He won the Moscow Championship in 1949 and earned the Grandmaster title in 1952. The following year he qualified for the Candidates Tournament at Zurich — the elite eight-week marathon that decided the challenger for the world crown — where he finished joint tenth of fifteen in one of the strongest fields ever assembled. The summit came in 1954, when he won the USSR Championship outright, finishing ahead of a murderer's row that included Taimanov, Korchnoi, Petrosian, Geller and Flohr. In 1956 he tied for first in the Soviet Championship again, losing the title only in a play-off to Mark Taimanov.
◈The art of giving nothing away
Averbakh's strength was control. He played solid, deeply understood chess and made himself maddeningly difficult to beat — the kind of opponent who quietly removed every source of counterplay before the other man knew it was gone. He held lifetime plus scores against opponents as formidable as former world champion Max Euwe and the future champion Tigran Petrosian.
His most vivid description of his own method came in connection with Rashid Nezhmetdinov, the great Tatar attacker whose combinations could demolish anyone given a target. Averbakh simply refused to give him one. “My score against him was something like 8½–½,” he recalled, “because I did not give him any possibility” to attack. It is the perfect epitaph for his style: not the flash of the sacrifice, but the patience to make the sacrifice impossible.
◈Mapping the endgame
If Averbakh's playing record made him a star, his scholarship made him immortal. “My investigative character forced me to make a serious study of the endgame,” he wrote, “that phase of the game where individual pieces battle against each other.” What began as a few articles grew into the first systematic survey of the endgame in the history of the game.
The result was the great anthology that English readers know as Comprehensive Chess Endings — a five-volume reference, expanded from an earlier four-volume Soviet edition, that classified and explained the endgame type by type. For generations of players it was simply the endgame book, the authority you reached for to learn how rook-and-pawn, or knight-and-bishop, actually worked. Averbakh published well over a hundred endgame studies of his own alongside it, and his name was attached to variations in the King's Indian, the Modern Defence and the Ruy Lopez — theory still played at the highest level today.
◈Judge, chairman, editor, historian
No single title contains Averbakh, which is why Raymond Keene called him “the Renaissance Man of chess.” He was named an International Judge of Chess Compositions in 1956 and an International Arbiter in 1969, officiating at the very top of the game. From 1973 to 1978 he chaired the USSR Chess Federation, steering Soviet chess through one of its most politically charged eras.

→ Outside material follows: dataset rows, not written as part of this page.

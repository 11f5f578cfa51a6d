//! Browser (`wasm32`) implementations of [`shell_host`] service contracts.

#![warn(missing_docs, rustdoc::broken_intra_doc_links)]

pub mod storage;

use std::rc::Rc;

use shell_host::ConfigStorage;

pub use storage::local_storage::WebConfigStorage;

/// Returns the configuration store for the current target.
///
/// Off-browser builds get a [`WebConfigStorage`] whose reads find nothing and whose writes are
/// accepted and dropped.
pub fn config_storage() -> Rc<dyn ConfigStorage> {
    Rc::new(WebConfigStorage)
}
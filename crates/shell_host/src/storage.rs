//! Durable key/value storage for shell configuration.
//!
//! Values are JSON text stored per key. The trait is async and object safe so the runtime can hold
//! an `Rc<dyn ConfigStorage>` regardless of which adapter the entry layer injected.

use std::{cell::RefCell, collections::HashMap, future::Future, pin::Pin, rc::Rc};

use serde::{de::DeserializeOwned, Serialize};
use thiserror::Error;

/// Object-safe boxed future returned by [`ConfigStorage`] methods.
pub type StorageFuture<'a, T> = Pin<Box<dyn Future<Output = T> + 'a>>;

#[derive(Debug, Error, Clone, PartialEq, Eq)]
/// Failures surfaced by storage adapters and the typed JSON helpers.
pub enum StorageError {
    /// The backing store does not exist in this environment.
    #[error("storage unavailable")]
    Unavailable,
    /// Reading a key failed.
    #[error("storage read failed: {0}")]
    Read(String),
    /// Writing or removing a key failed.
    #[error("storage write failed: {0}")]
    Write(String),
    /// A value could not be encoded as JSON.
    #[error("serialize failed: {0}")]
    Serialize(String),
    /// Stored text was not valid JSON for the requested type.
    #[error("deserialize failed: {0}")]
    Deserialize(String),
}

/// Host service for durable JSON values keyed by string.
pub trait ConfigStorage {
    /// Loads the raw JSON text stored under `key`, if any.
    fn load_raw<'a>(
        &'a self,
        key: &'a str,
    ) -> StorageFuture<'a, Result<Option<String>, StorageError>>;

    /// Replaces the raw JSON text stored under `key`.
    fn save_raw<'a>(
        &'a self,
        key: &'a str,
        raw_json: &'a str,
    ) -> StorageFuture<'a, Result<(), StorageError>>;

    /// Removes `key`. Removing a missing key succeeds.
    fn remove<'a>(&'a self, key: &'a str) -> StorageFuture<'a, Result<(), StorageError>>;
}

#[derive(Debug, Clone, Copy, Default)]
/// Storage that keeps nothing. Used off-browser and when no durable store exists.
pub struct NoopConfigStorage;

impl ConfigStorage for NoopConfigStorage {
    fn load_raw<'a>(
        &'a self,
        _key: &'a str,
    ) -> StorageFuture<'a, Result<Option<String>, StorageError>> {
        Box::pin(async { Ok(None) })
    }

    fn save_raw<'a>(
        &'a self,
        _key: &'a str,
        _raw_json: &'a str,
    ) -> StorageFuture<'a, Result<(), StorageError>> {
        Box::pin(async { Ok(()) })
    }

    fn remove<'a>(&'a self, _key: &'a str) -> StorageFuture<'a, Result<(), StorageError>> {
        Box::pin(async { Ok(()) })
    }
}

#[derive(Debug, Clone, Default)]
/// In-memory storage. Clones share the same map.
pub struct MemoryConfigStorage {
    inner: Rc<RefCell<HashMap<String, String>>>,
}

impl MemoryConfigStorage {
    /// Returns the raw text currently stored under `key`.
    pub fn raw(&self, key: &str) -> Option<String> {
        self.inner.borrow().get(key).cloned()
    }

    /// Seeds `key` with raw text, bypassing JSON validation.
    pub fn insert_raw(&self, key: &str, raw: &str) {
        self.inner
            .borrow_mut()
            .insert(key.to_string(), raw.to_string());
    }
}

impl ConfigStorage for MemoryConfigStorage {
    fn load_raw<'a>(
        &'a self,
        key: &'a str,
    ) -> StorageFuture<'a, Result<Option<String>, StorageError>> {
        Box::pin(async move { Ok(self.raw(key)) })
    }

    fn save_raw<'a>(
        &'a self,
        key: &'a str,
        raw_json: &'a str,
    ) -> StorageFuture<'a, Result<(), StorageError>> {
        Box::pin(async move {
            self.insert_raw(key, raw_json);
            Ok(())
        })
    }

    fn remove<'a>(&'a self, key: &'a str) -> StorageFuture<'a, Result<(), StorageError>> {
        Box::pin(async move {
            self.inner.borrow_mut().remove(key);
            Ok(())
        })
    }
}

/// Loads and deserializes a typed value through a [`ConfigStorage`] implementation.
///
/// # Errors
///
/// Returns [`StorageError::Deserialize`] when the stored text does not parse as `T`, or the
/// adapter's own error when the read fails.
pub async fn load_json_with<S: ConfigStorage + ?Sized, T: DeserializeOwned>(
    storage: &S,
    key: &str,
) -> Result<Option<T>, StorageError> {
    let Some(raw) = storage.load_raw(key).await? else {
        return Ok(None);
    };
    let value =
        serde_json::from_str(&raw).map_err(|e| StorageError::Deserialize(e.to_string()))?;
    Ok(Some(value))
}

/// Serializes and saves a typed value through a [`ConfigStorage`] implementation.
///
/// # Errors
///
/// Returns [`StorageError::Serialize`] when encoding fails, or the adapter's write error.
pub async fn save_json_with<S: ConfigStorage + ?Sized, T: Serialize>(
    storage: &S,
    key: &str,
    value: &T,
) -> Result<(), StorageError> {
    let raw =
        serde_json::to_string(value).map_err(|e| StorageError::Serialize(e.to_string()))?;
    storage.save_raw(key, &raw).await
}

He edited the leading Soviet periodicals Shakhmaty v SSSR and Shakhmatny Bulletin, and across his life he wrote some fifteen books on strategy, tactics, endgames and the history of the game, plus the memoirs that would make him one of chess's great chroniclers. In February 2020 FIDE named him an Honorary Member — a final recognition of a man who had served the game in nearly every capacity it offered.
◈A century at the board
Averbakh's longevity became a story in itself. He was the first grandmaster ever to reach his hundredth birthday, and even as his eyesight and hearing failed he refused to put chess down. “Sometimes I analyze endgame positions,” he said near the end. “I understand that in the computer age these analyses have no practical value, but this activity helps me to keep my mind sharp.”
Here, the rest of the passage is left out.